**Problem requirements**
"character" is the word to look for; copy each line of the listing where it occurs.

━━ The input

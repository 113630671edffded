//! Four-character chunk tags

use serde::{Serialize, Serializer};

/// A four-character tag naming a chunk, a form type or a version
#[derive(Clone, Copy, PartialEq, Eq, Hash, PartialOrd, Ord)]
pub struct Tag(pub [u8; 4]);

impl Tag {
    pub const fn new(bytes: &[u8; 4]) -> Self {
        Self(*bytes)
    }

    pub fn from_slice(bytes: &[u8]) -> Option<Self> {
        let arr: [u8; 4] = bytes.get(..4)?.try_into().ok()?;
        Some(Self(arr))
    }

    /// Version tag for a number, e.g. `3` becomes `"0003"`
    pub fn version(number: u32) -> Self {
        let n = number % 10_000;
        Self([
            b'0' + (n / 1000) as u8,
            b'0' + (n / 100 % 10) as u8,
            b'0' + (n / 10 % 10) as u8,
            b'0' + (n % 10) as u8,
        ])
    }

    pub fn as_bytes(&self) -> &[u8; 4] {
        &self.0
    }

    /// Every byte is printable ASCII or a space
    pub fn is_valid(&self) -> bool {
        self.0.iter().all(|b| (0x20..=0x7E).contains(b))
    }

    /// Numeric value of a version tag such as `"0005"`
    pub fn version_number(&self) -> Option<u32> {
        if !self.is_version() {
            return None;
        }
        Some(self.0.iter().fold(0u32, |acc, &b| acc * 10 + u32::from(b - b'0')))
    }

    pub fn is_version(&self) -> bool {
        self.0.iter().all(u8::is_ascii_digit)
    }

    pub fn first_char(&self) -> char {
        self.0[0] as char
    }
}

impl std::fmt::Display for Tag {
    fn fmt(&self, f: &mut std::fmt::Formatter<'_>) -> std::fmt::Result {
        for &b in &self.0 {
            if (0x20..=0x7E).contains(&b) {
                write!(f, "{}", b as char)?;
            } else {
                write!(f, "\\x{:02X}", b)?;
            }
        }
        Ok(())
    }
}

impl std::fmt::Debug for Tag {
    fn fmt(&self, f: &mut std::fmt::Formatter<'_>) -> std::fmt::Result {
        write!(f, "Tag(\"{}\")", self)
    }
}

impl Serialize for Tag {
    fn serialize<S: Serializer>(&self, serializer: S) -> Result<S::Ok, S::Error> {
        serializer.serialize_str(&self.to_string())
    }
}

#[cfg(test)]
mod tests {
    use super::*;

    #[test]
    fn test_version_tags() {
        assert_eq!(Tag::version(3), Tag::new(b"0003"));
        assert_eq!(Tag::new(b"0004").version_number(), Some(4));
        assert_eq!(Tag::new(b"PRTO").version_number(), None);
    }

    #[test]
    fn test_validity() {
        assert!(Tag::new(b"CRC ").is_valid());
        assert!(!Tag::new(b"AB\0D").is_valid());
        assert_eq!(Tag::new(b"AB\0D").to_string(), "AB\\x00D");
    }
}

━━━━

**Worked solution**
//! Four-character chunk tags
/// A four-character tag naming a chunk, a form type or a version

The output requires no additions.